Lee: Alright, you've made your point.
Lucy: What?
Lee: I wasn't talking to you, I was talking to God.
- Desperate Housewives: The line Orson tells Bree about what people do who love each other is repeated by Bree to Karl as justification for cheating on Orson.
- Dollhouse — Throughout the series, there is a system of nested passphrases set up between Dolls (people with implanted memories custom-built for any given situation anyone with a ton of money could want) and their handlers. One set of passphrases confirms that the Dolls are working properly after having their memories wiped and restored to a blank, passive, helpless state.
"Did I fall asleep?"
"For a little while."
"Shall I go now?"
"If you like."
- For most of the past season, the protagonists have been realizing just how unethical their job is and learned that it may soon lead to The End Of The World As We Know It. In the second-to-last episode of the series, the Doll's passphrase system is inverted between the protagonist and the Chessmaster responsible for it all, formerly her own handler, just before he is given an order to blow himself up.
- In Only Fools And Horses, when stolid constable Terry Hoskins questions his Dirty Cop boss DI Slater, Slater snaps "It's not your job to think". Later, when he's on the point of being arrested, and offers Hoskins a cut, he ask Hoskins to think about it.

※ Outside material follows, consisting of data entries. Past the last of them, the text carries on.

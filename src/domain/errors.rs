//! Domain error types
//!
//! This module defines the error hierarchy for Orderwatch.
//! All errors are domain-specific and don't expose third-party types.

use thiserror::Error;

/// Main Orderwatch error type
///
/// This is the primary error type used throughout the application.
/// It wraps specific error types and provides context for error handling.
#[derive(Debug, Error)]
pub enum OrderwatchError {
    /// Configuration-related errors
    #[error("Configuration error: {0}")]
    Configuration(String),

    /// Remote endpoint errors (orders, alert, or update API)
    #[error("Transport error: {0}")]
    Transport(#[from] TransportError),

    /// Order processing errors
    #[error("Processing error: {0}")]
    Processing(#[from] ProcessingError),

    /// Validation errors
    #[error("Validation error: {0}")]
    Validation(String),

    /// Serialization/deserialization errors
    #[error("Serialization error: {0}")]
    Serialization(String),

    /// I/O errors
    #[error("I/O error: {0}")]
    Io(String),

    /// Generic errors with context
    #[error("{0}")]
    Other(String),
}

/// Errors raised while talking to a remote endpoint
///
/// These errors don't expose third-party HTTP client types.
#[derive(Debug, Error)]
pub enum TransportError {
    /// Failed to build the HTTP client
    #[error("Failed to build HTTP client: {0}")]
    ClientBuild(String),

    /// Request could not be sent or no response was received
    #[error("Request to {endpoint} failed: {message}")]
    RequestFailed { endpoint: String, message: String },

    /// Endpoint answered with a non-success status
    #[error("Endpoint {endpoint} returned status {status}")]
    UnexpectedStatus { endpoint: String, status: u16 },

    /// Response body could not be decoded
    #[error("Invalid response from {endpoint}: {message}")]
    InvalidResponse { endpoint: String, message: String },
}

/// Errors raised while applying the delivery rule to an order
#[derive(Debug, Clone, PartialEq, Eq, Error)]
pub enum ProcessingError {
    /// The order has no item sequence at all (absent or null)
    #[error("Order {order_id} has no items field")]
    MalformedOrder { order_id: String },

    /// An item has no status, so its delivery state cannot be decided
    #[error("Item {position} ({description}) of order {order_id} has no status")]
    MissingStatus {
        order_id: String,
        position: usize,
        description: String,
    },
}

// Conversion from std::io::Error
impl From<std::io::Error> for OrderwatchError {
    fn from(err: std::io::Error) -> Self {
        OrderwatchError::Io(err.to_string())
    }
}

// Conversion from serde_json::Error
impl From<serde_json::Error> for OrderwatchError {
    fn from(err: serde_json::Error) -> Self {
        OrderwatchError::Serialization(err.to_string())
    }
}

// Conversion from toml parse errors
impl From<toml::de::Error> for OrderwatchError {
    fn from(err: toml::de::Error) -> Self {
        OrderwatchError::Configuration(format!("TOML parse error: {err}"))
    }
}

#[cfg(test)]
mod tests {
    use super::*;

    #[test]
    fn test_orderwatch_error_display() {
        let err = OrderwatchError::Configuration("Invalid config".to_string());
        assert_eq!(err.to_string(), "Configuration error: Invalid config");
    }

    #[test]
    fn test_transport_error_conversion() {
        let transport_err = TransportError::UnexpectedStatus {
            endpoint: "http://localhost/orders".to_string(),
            status: 503,
        };
        let err: OrderwatchError = transport_err.into();
        assert!(matches!(err, OrderwatchError::Transport(_)));
        assert!(err.to_string().contains("503"));
    }

    #[test]
    fn test_processing_error_conversion() {
        let processing_err = ProcessingError::MalformedOrder {
            order_id: "o11".to_string(),
        };
        let err: OrderwatchError = processing_err.into();
        assert!(matches!(err, OrderwatchError::Processing(_)));
    }

    #[test]
    fn test_missing_status_message_carries_context() {
        let err = ProcessingError::MissingStatus {
            order_id: "o25".to_string(),
            position: 1,
            description: "Syringe".to_string(),
        };
        let msg = err.to_string();
        assert!(msg.contains("o25"));
        assert!(msg.contains("Syringe"));
    }

    #[test]
    fn test_io_error_conversion() {
        let io_err = std::io::Error::new(std::io::ErrorKind::NotFound, "File not found");
        let err: OrderwatchError = io_err.into();
        assert!(matches!(err, OrderwatchError::Io(_)));
    }

    #[test]
    fn test_serde_json_error_conversion() {
        let json_err = serde_json::from_str::<serde_json::Value>("invalid json").unwrap_err();
        let err: OrderwatchError = json_err.into();
        assert!(matches!(err, OrderwatchError::Serialization(_)));
    }

    #[test]
    fn test_toml_error_conversion() {
        let toml_err = toml::from_str::<toml::Value>("invalid = toml = syntax").unwrap_err();
        let err: OrderwatchError = toml_err.into();
        assert!(matches!(err, OrderwatchError::Configuration(_)));
        assert!(err.to_string().contains("TOML parse error"));
    }

    #[test]
    fn test_errors_implement_std_error() {
        let _: &dyn std::error::Error = &OrderwatchError::Validation("Test error".to_string());
        let _: &dyn std::error::Error = &ProcessingError::MalformedOrder {
            order_id: "o1".to_string(),
        };
    }
}
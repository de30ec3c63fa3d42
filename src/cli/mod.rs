//! CLI interface and argument parsing
//!
//! This module provides the command-line interface for Orderwatch using clap.

pub mod commands;

use clap::{Parser, Subcommand};

/// Orderwatch - delivery alerts for medical-equipment orders
#[derive(Parser, Debug)]
#[command(name = "orderwatch")]
#[command(version, about, long_about = None)]
#[command(author = "Orderwatch Contributors")]
pub struct Cli {
    /// Path to configuration file
    #[arg(short, long, default_value = "orderwatch.toml", env = "ORDERWATCH_CONFIG")]
    pub config: String,

    /// Log level (trace, debug, info, warn, error)
    #[arg(short, long, env = "ORDERWATCH_LOG_LEVEL")]
    pub log_level: Option<String>,

    /// Subcommand to execute
    #[command(subcommand)]
    pub command: Commands,
}

/// Available commands
#[derive(Subcommand, Debug)]
pub enum Commands {
    /// Fetch pending orders, alert on delivered items and publish the updates
    Run(commands::run::RunArgs),

    /// Validate configuration file
    ValidateConfig(commands::validate::ValidateArgs),

    /// Initialize a new configuration file
    Init(commands::init::InitArgs),
}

Hoskins replies "It's not my job to think".
- In one episode of Drop The Dead Donkey, Pointy Haired Boss Gus lambasts the security guard for not asking to see his identity card. The guard protests "But you're the guvner! I know your face!", to which Gus snarls "It doesn't say 'Identity cards must be shown, unless it's the guvner and I know his face'!" Inevitably, by the end of the episode, Gus has lost his card, and the guard won't let him in.
Gus: But I'm the guvner! You know my face!
Security Guard: It doesn't say "Identity cards must be shown, unless it's the guvner and I know his face".
- The androids of Mudd's Planet in Star Trek The Original Series reply to any question they are unwilling to answer with "I am not programmed to respond in that area." As central-control android Norman succumbs to the liar paradox, Kirk echoes that phrase back at him when he desperately asks for an explanation.
Music
- The Who song "The Kids Are Alright" — the two sentences in the bridge completely change the meaning of the (otherwise identical) first and second verses.
- There's a Barenaked Ladies song called "The Night I Fell Asleep at the Wheel". The line "you're the last thing on my mind" goes from meaning "I'm not thinking about you" at the beginning of the song to meaning "I die thinking about you" when it's repeated at the end.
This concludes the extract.